Oakland’s Graceful Tribune Clock Tower Set to Sell
Submitted November 19, 2011, 11:17 AM
Downtown Oakland’s signature office building, the 23-floor Tribune Tower, is poised for sale after spending much of the last year in receivership.
John A. Dolby, a senior vice president for Grubb & Ellis Co. in downtown Oakland, said he has expected a sale after he worked to relocate nonprofit Fair Trade USA from Emeryville into one of the tower’s floors several months ago. “It will be good to get the building into new ownership,” he said. “It is a unique building and needs some tender, loving care.”

Commercial real estate services company CBRE is representing the buyer, Dolby said, and his understanding is that the sale is to close Dec. 1. CBRE declined comment. The building is in escrow, according to several sources.
John Protopappas, who owned Tribune Tower from 1995 until January 2006 and managed it until the middle of this year, said the property’s best attributes are the 360-degree views from the seventh through the 20th floors in the tower. Protopappas is the founder, president and chief executive of Oakland’s Madison Park Financial Corp., which has specialized in live-work redevelopment projects.
Oakland’s central business district has 11.7 million square feet of offices, roughly half each of Class A and Class B space. At the end of the third quarter, more than 18.5 percent were available and just more than 15 percent were vacant, according to Grubb.
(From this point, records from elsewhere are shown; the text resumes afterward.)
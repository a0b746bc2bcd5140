use axum::{extract::State, http::StatusCode};
use time::OffsetDateTime;
use tracing::{info, instrument, warn};
use uuid::Uuid;

use super::{
    credentials::{hash_password, normalize_email, verify_password},
    dto::{
        AccountView, AuthResponse, LoginRequest, MessageResponse, PublicUser, RefreshRequest,
        RegisterRequest, UpdateProfileRequest,
    },
    jwt::{AuthUser, JwtKeys},
    repo::User,
};
use crate::{
    error::{AppError, AppResult},
    extract::{Json, Path},
    state::AppState,
    weight::{trend::bmi, WeightLogEntry},
};

fn issue_tokens(keys: &JwtKeys, user: &User) -> AppResult<AuthResponse> {
    Ok(AuthResponse {
        access_token: keys.sign_access(user.id)?,
        refresh_token: keys.sign_refresh(user.id)?,
        user: AccountView::from(user),
    })
}

async fn load_user(state: &AppState, id: Uuid) -> AppResult<User> {
    state
        .users
        .find_by_id(id)
        .await?
        .ok_or_else(|| AppError::not_found("User not found"))
}

/// Creates the account, seeds its weight log and joins any groups that
/// invited this email before it was registered.
#[instrument(skip(state, payload))]
pub async fn register(
    State(state): State<AppState>,
    Json(payload): Json<RegisterRequest>,
) -> AppResult<(StatusCode, Json<AuthResponse>)> {
    let reg = payload.validate()?;

    if state.users.find_by_email(&reg.email).await?.is_some() {
        warn!(email = %reg.email, "email already registered");
        return Err(AppError::Conflict("Email already registered".into()));
    }

    let now = OffsetDateTime::now_utc();
    let current_bmi = bmi(reg.weight_kg, reg.height_cm)?;
    let user = User {
        id: Uuid::new_v4(),
        name: reg.name,
        email: reg.email,
        password_hash: hash_password(&reg.password)?,
        gender: reg.gender.as_str().to_string(),
        date_of_birth: reg.date_of_birth,
        age: reg.age,
        height_cm: reg.height_cm,
        current_weight_kg: reg.weight_kg,
        current_bmi,
        gym_timing: reg.gym_timing,
        image_url: None,
        created_at: now,
    };
    let seed = WeightLogEntry {
        id: Uuid::new_v4(),
        actor_id: user.id,
        weight_kg: user.current_weight_kg,
        bmi: current_bmi,
        recorded_at: now,
    };
    let Some(joined) = state.users.register(&user, &seed).await? else {
        return Err(AppError::Conflict("Email already registered".into()));
    };
    info!(user_id = %user.id, joined_groups = joined.len(), "user registered");

    let keys = JwtKeys::from(&state.config.jwt);
    Ok((StatusCode::CREATED, Json(issue_tokens(&keys, &user)?)))
}

#[instrument(skip(state, payload))]
pub async fn login(
    State(state): State<AppState>,
    Json(payload): Json<LoginRequest>,
) -> AppResult<Json<AuthResponse>> {
    let email = normalize_email(&payload.email);
    let invalid = || AppError::Unauthorized("Invalid credentials".into());

    let Some(user) = state.users.find_by_email(&email).await? else {
        warn!(%email, "login for unknown email");
        return Err(invalid());
    };
    if !verify_password(&payload.password, &user.password_hash)? {
        warn!(user_id = %user.id, "wrong password");
        return Err(invalid());
    }

    info!(user_id = %user.id, "user logged in");
    let keys = JwtKeys::from(&state.config.jwt);
    Ok(Json(issue_tokens(&keys, &user)?))
}

#[instrument(skip(state, payload))]
pub async fn refresh(
    State(state): State<AppState>,
    Json(payload): Json<RefreshRequest>,
) -> AppResult<Json<AuthResponse>> {
    let keys = JwtKeys::from(&state.config.jwt);
    let claims = keys.verify_refresh(&payload.refresh_token).map_err(|e| {
        warn!(error = %e, "refresh rejected");
        AppError::Unauthorized("Invalid refresh token".into())
    })?;
    let user = state
        .users
        .find_by_id(claims.sub)
        .await?
        .ok_or_else(|| AppError::Unauthorized("Invalid refresh token".into()))?;
    Ok(Json(issue_tokens(&keys, &user)?))
}

#[instrument(skip(state))]
pub async fn get_me(
    State(state): State<AppState>,
    AuthUser(user_id): AuthUser,
) -> AppResult<Json<AccountView>> {
    let user = load_user(&state, user_id).await?;
    Ok(Json(AccountView::from(&user)))
}

/// Applies the changes and recomputes BMI from the current weight.
#[instrument(skip(state, payload))]
pub async fn update_profile(
    State(state): State<AppState>,
    AuthUser(user_id): AuthUser,
    Json(payload): Json<UpdateProfileRequest>,
) -> AppResult<Json<AccountView>> {
    let mut user = load_user(&state, user_id).await?;
    payload.apply(&mut user)?;
    user.current_bmi = bmi(user.current_weight_kg, user.height_cm)?;
    state.users.update_profile(&user).await?;
    info!("profile updated");
    Ok(Json(AccountView::from(&user)))
}

#[instrument(skip(state))]
pub async fn delete_account(
    State(state): State<AppState>,
    AuthUser(user_id): AuthUser,
) -> AppResult<Json<MessageResponse>> {
    if !state.users.delete(user_id).await? {
        return Err(AppError::not_found("User not found"));
    }
    info!("account deleted");
    Ok(Json(MessageResponse::new("Account deleted successfully")))
}

#[instrument(skip(state))]
pub async fn get_user(
    State(state): State<AppState>,
    AuthUser(_): AuthUser,
    Path(id): Path<Uuid>,
) -> AppResult<Json<PublicUser>> {
    let user = load_user(&state, id).await?;
    Ok(Json(PublicUser::from(&user)))
}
The tower’s floors range from 1,200 square feet at the top to 3,200 square feet at the tower’s base, he said, making each floor a natural suite. He put the property’s value at $4 million to $5 million and the cost to re-tenant it at those sums again, noting improvement costs, commissions and holding costs. That assumes it continues to be used for offices. Even then, it won’t be worth more than $100 a square foot based on current rents and the cost to run and maintain it, he said. The property is more than two-thirds vacant, according to Grubb.
He still believes the highest and best use would be residential, which is what he initially proposed when he bought the building in the mid-1990s, Protopappas said. According to published reports, he paid $300,000, but Protopappas said he also undertook to pay more than $1 million in past-due property taxes. “Our plan was to convert the tower and the adjoining parcel, the press building, into one complex of live-work spaces with retail on the first floor,” he said.
His housing plan did not survive after Protopappas learned that the Oakland Tribune was a potential candidate to lease the building. Leasing to an office user reduced the requirements for structural upgrade. The newspaper wound up leasing two-thirds of the property for a decade though it did not occupy for the entire time. Protopappas sold the building in January 2006 for $15 million, or $182 a square foot.
Converting the property to housing would dramatically reduce its current value because the cost of conversion would push present value down, Protopappas said.
He learned that Tribune Tower was in escrow after speaking to a tenant. A property manager for the building also confirmed it is in escrow but did not know when the sale was scheduled to close.
“The Tribune Tower is Oakland’s Empire State Building,” Protopappas said, “Oakland’s TransAmerica Tower.”
Finance and professional services company Jones Lang LaSalle says the the Oakland and East Bay economies are bottoming now with few net new jobs created in the current year and slow recovery expected in 2012. The Oakland central business district is nosing into landlord-favorable conditions as is Emeryville, according to JLL. Other East Bay submarkets are a year behind.